**Task details**. Your reply should consist of one number: how many lines below contain "Debug".

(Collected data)
'''
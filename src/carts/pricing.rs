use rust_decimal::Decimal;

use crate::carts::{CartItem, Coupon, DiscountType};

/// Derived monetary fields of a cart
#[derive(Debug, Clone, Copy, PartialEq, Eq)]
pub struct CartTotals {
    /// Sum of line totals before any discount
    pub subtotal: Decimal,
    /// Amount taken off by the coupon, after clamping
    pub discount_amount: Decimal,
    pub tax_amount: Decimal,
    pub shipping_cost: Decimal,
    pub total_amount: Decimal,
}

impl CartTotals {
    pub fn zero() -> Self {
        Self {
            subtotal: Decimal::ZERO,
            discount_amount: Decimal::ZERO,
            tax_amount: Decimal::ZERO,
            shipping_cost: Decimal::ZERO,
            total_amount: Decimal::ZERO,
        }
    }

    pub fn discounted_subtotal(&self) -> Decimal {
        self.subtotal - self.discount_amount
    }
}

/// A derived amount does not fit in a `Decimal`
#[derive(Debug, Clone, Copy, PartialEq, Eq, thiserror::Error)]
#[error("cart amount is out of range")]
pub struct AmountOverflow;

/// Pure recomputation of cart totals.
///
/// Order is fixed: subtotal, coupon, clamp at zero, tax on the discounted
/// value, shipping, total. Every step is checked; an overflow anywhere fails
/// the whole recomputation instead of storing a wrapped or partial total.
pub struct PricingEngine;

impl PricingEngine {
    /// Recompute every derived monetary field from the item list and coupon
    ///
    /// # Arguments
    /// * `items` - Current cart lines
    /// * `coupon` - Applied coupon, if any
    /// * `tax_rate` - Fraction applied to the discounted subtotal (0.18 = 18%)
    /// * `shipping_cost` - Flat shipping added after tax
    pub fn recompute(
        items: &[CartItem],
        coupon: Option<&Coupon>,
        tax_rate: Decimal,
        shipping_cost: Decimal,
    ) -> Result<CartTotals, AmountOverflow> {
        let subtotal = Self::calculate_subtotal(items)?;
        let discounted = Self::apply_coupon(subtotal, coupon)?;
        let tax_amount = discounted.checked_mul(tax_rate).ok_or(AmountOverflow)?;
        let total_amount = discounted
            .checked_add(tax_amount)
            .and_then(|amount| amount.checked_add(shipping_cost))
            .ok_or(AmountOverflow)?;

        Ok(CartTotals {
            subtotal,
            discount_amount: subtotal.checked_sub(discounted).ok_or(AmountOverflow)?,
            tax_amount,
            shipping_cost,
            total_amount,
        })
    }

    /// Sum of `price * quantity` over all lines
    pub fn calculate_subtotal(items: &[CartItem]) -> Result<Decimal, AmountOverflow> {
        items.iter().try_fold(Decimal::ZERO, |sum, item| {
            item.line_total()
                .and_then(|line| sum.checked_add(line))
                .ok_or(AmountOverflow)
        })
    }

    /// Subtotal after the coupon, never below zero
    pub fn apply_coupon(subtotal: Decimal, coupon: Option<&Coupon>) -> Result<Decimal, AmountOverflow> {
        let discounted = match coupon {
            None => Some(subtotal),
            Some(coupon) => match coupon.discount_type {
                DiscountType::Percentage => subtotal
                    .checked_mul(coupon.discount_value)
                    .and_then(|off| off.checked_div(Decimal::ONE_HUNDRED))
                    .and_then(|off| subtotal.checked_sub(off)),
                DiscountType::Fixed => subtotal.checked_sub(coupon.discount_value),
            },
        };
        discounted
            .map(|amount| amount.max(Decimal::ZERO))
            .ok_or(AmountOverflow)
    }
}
'''
'''
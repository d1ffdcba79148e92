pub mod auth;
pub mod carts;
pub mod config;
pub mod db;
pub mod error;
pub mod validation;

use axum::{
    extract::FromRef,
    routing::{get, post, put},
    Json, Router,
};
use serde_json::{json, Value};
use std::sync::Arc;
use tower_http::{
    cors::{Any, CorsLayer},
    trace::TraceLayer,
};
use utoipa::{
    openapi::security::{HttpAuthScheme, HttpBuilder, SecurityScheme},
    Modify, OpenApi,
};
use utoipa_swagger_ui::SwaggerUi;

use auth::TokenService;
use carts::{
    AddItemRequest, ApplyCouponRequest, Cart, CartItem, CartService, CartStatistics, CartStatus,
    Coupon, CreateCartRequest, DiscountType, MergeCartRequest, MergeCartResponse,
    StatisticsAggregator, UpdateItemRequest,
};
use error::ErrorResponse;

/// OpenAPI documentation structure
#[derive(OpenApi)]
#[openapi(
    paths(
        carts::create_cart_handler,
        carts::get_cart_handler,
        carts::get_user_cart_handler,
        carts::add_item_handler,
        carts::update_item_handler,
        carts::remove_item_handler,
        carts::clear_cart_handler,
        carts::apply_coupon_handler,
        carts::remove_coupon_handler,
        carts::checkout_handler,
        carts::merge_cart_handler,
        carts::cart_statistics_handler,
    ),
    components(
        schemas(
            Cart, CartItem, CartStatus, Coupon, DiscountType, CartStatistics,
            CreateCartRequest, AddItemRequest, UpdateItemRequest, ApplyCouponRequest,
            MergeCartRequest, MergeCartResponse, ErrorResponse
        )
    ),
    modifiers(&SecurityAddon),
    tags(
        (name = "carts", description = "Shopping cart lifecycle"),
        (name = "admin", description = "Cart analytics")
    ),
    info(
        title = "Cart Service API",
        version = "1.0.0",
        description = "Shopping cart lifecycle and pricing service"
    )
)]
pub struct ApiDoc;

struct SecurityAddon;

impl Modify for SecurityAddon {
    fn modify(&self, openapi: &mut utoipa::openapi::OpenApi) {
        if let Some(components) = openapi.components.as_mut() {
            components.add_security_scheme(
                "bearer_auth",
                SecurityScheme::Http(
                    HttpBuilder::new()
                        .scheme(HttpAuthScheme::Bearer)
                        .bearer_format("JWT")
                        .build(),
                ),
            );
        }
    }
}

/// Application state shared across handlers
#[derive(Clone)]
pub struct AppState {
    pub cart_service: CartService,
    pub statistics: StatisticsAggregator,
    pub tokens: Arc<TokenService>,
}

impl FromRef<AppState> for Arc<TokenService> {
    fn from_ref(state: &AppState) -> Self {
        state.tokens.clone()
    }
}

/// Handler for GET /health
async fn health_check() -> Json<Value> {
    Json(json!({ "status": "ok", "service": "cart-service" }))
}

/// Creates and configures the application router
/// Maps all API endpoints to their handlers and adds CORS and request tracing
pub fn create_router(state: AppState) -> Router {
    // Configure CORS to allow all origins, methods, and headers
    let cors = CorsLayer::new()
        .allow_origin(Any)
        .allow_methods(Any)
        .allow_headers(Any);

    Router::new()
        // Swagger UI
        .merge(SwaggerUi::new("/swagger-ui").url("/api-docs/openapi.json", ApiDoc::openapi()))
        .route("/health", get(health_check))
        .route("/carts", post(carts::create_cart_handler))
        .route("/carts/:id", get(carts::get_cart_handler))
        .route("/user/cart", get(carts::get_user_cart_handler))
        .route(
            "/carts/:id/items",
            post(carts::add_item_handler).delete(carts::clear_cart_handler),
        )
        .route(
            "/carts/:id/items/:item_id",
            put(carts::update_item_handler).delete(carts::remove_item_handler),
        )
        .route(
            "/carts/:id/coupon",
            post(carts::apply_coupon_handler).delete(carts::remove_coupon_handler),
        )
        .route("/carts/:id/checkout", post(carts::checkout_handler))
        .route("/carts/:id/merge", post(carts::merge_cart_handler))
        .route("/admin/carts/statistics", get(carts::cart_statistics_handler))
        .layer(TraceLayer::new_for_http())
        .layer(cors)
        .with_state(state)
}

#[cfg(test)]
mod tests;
'''
**Output for this exercise**. 2